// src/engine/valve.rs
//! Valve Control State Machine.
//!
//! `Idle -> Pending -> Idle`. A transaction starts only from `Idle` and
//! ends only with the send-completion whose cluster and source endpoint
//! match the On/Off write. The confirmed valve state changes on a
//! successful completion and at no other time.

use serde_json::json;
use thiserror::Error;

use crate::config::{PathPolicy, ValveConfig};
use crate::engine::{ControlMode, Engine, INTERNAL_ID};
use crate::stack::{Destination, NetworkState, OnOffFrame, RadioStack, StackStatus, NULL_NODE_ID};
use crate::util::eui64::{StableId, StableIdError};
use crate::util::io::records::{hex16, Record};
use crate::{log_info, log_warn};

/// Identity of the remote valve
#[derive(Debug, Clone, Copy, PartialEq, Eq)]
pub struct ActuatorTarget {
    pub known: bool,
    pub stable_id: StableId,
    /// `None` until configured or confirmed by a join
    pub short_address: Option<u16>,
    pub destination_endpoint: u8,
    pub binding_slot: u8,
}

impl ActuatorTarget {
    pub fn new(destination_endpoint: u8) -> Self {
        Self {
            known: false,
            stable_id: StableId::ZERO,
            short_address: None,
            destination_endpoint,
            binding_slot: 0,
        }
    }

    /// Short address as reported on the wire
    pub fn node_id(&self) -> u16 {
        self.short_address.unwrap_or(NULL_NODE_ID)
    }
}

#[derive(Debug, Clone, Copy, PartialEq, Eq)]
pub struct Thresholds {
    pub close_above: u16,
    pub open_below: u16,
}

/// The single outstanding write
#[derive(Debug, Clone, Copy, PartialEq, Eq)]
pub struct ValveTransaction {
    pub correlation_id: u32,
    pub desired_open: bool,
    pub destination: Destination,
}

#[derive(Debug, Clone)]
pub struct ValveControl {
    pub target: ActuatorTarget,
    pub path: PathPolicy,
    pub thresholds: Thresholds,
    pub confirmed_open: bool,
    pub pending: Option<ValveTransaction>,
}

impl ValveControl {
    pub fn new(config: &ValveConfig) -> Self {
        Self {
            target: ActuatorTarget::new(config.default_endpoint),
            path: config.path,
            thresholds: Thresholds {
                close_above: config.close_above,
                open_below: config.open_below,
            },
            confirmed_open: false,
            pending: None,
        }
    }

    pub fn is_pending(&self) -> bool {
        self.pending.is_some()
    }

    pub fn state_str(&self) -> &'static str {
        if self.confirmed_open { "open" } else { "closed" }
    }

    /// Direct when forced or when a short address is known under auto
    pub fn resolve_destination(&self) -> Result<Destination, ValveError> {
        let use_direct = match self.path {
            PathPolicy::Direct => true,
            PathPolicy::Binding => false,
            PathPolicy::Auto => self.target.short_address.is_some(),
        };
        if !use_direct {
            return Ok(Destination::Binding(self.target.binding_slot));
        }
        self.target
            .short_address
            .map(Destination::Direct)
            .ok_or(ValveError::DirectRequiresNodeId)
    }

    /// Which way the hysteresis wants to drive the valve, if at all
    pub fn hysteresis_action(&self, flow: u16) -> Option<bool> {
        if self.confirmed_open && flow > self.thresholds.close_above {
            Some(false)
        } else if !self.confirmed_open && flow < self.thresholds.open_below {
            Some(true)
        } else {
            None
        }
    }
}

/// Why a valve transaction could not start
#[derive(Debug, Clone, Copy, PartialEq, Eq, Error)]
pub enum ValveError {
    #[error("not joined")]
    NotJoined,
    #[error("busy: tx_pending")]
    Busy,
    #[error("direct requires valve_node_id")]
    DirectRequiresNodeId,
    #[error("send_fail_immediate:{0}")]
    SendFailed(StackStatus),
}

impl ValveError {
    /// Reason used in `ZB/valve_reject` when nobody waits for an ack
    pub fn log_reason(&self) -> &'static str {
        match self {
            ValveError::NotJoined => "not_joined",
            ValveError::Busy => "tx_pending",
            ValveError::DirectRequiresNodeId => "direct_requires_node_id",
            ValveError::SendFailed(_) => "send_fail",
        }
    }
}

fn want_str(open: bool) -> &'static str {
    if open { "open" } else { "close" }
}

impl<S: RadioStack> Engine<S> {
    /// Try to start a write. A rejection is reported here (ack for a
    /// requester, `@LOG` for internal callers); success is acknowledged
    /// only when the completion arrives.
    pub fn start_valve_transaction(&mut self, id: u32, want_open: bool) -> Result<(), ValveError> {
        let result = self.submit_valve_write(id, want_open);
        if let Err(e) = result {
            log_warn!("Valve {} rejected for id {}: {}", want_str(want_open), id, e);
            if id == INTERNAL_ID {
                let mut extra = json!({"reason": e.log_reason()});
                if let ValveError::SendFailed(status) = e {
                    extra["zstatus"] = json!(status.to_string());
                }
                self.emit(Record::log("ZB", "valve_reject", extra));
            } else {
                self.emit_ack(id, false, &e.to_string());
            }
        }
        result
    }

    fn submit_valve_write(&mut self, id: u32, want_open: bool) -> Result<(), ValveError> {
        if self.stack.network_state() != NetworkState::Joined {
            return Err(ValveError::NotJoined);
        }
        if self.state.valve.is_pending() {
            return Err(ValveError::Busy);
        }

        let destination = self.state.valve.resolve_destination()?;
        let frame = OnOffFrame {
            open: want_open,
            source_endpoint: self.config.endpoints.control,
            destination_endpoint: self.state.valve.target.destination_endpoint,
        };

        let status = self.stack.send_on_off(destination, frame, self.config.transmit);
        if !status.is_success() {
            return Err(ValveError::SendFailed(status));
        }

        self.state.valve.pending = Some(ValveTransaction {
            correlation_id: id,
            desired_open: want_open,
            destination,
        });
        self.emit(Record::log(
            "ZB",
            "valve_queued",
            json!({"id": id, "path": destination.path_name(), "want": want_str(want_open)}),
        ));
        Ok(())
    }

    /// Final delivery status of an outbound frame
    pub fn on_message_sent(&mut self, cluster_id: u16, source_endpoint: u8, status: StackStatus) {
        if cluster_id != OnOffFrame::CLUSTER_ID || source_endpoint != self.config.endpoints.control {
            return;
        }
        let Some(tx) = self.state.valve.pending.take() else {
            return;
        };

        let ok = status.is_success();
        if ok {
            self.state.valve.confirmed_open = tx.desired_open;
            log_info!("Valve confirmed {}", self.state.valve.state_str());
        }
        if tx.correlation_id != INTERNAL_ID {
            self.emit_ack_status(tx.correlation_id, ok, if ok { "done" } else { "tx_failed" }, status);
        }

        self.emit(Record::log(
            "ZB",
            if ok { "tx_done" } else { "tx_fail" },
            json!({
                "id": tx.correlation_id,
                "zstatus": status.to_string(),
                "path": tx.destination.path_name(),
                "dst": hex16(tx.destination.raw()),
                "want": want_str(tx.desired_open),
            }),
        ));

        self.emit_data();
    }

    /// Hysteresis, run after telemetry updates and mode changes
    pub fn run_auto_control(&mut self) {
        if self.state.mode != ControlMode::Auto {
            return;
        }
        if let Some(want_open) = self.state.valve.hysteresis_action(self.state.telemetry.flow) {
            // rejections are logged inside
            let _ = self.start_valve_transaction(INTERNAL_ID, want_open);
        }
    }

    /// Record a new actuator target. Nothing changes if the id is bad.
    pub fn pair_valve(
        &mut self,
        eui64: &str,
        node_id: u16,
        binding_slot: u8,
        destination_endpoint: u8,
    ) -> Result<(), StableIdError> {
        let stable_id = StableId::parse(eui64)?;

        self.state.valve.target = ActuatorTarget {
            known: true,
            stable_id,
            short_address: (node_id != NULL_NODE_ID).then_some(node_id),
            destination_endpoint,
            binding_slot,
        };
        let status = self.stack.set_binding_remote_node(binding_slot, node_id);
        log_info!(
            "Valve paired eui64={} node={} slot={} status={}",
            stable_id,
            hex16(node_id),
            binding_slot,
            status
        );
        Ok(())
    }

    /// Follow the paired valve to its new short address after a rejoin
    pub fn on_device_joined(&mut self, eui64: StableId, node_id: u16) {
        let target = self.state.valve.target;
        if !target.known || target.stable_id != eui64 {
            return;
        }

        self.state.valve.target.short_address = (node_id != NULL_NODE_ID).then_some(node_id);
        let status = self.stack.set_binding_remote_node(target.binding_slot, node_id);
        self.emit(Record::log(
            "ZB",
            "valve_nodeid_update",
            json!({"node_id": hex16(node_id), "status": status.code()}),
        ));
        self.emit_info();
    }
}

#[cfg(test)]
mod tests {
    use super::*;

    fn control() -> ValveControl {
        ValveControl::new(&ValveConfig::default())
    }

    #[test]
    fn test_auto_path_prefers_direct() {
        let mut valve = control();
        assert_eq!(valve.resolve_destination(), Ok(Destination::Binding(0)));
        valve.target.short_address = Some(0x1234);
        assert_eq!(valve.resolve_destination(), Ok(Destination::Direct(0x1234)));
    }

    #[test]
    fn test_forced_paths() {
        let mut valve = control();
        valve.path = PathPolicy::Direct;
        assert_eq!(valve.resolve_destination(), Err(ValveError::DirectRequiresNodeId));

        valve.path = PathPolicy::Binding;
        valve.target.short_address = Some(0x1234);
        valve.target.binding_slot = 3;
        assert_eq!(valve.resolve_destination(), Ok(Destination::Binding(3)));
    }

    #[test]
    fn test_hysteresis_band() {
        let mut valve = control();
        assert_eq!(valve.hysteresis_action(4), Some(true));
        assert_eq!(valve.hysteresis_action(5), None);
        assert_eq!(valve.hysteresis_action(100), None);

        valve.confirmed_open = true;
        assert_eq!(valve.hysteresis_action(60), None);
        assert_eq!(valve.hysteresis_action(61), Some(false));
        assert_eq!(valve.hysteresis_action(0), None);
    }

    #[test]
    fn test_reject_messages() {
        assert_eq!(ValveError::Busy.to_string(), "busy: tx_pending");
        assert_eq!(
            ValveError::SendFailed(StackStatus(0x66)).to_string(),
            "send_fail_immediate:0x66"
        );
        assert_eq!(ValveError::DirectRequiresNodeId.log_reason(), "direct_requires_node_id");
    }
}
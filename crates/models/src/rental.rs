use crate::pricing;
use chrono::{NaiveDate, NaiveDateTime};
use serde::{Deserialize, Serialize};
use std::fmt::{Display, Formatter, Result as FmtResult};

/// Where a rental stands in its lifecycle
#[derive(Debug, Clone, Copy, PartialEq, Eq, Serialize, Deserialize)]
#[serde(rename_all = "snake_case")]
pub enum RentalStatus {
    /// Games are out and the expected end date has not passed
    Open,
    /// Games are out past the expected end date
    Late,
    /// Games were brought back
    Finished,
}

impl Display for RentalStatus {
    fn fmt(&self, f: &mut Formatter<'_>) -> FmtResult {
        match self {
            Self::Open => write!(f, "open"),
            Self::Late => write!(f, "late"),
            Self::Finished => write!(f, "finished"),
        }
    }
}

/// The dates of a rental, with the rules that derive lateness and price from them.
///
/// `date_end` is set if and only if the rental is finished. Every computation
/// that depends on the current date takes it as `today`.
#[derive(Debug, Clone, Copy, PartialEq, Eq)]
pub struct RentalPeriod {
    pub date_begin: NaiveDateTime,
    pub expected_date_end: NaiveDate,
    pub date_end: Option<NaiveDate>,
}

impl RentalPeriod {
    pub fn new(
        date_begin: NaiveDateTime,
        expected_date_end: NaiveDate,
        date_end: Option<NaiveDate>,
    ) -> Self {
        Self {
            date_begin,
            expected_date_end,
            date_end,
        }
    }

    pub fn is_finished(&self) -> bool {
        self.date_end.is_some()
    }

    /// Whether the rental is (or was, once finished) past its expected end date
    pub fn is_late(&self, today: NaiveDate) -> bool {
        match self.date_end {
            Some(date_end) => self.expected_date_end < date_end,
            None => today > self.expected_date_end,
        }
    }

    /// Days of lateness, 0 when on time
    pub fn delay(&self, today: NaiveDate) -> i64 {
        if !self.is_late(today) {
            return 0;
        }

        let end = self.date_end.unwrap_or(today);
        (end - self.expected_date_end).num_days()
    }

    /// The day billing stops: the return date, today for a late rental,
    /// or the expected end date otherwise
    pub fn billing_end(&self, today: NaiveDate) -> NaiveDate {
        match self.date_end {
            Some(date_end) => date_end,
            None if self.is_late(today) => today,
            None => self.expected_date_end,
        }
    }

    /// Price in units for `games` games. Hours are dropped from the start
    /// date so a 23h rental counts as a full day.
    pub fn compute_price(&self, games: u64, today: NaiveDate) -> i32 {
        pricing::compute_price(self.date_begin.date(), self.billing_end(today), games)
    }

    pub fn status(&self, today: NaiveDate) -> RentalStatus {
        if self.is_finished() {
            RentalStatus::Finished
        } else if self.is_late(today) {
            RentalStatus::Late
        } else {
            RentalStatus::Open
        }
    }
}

• • • •

Say how many lines in the records hold "NetworkState", with the number as the whole reply.

2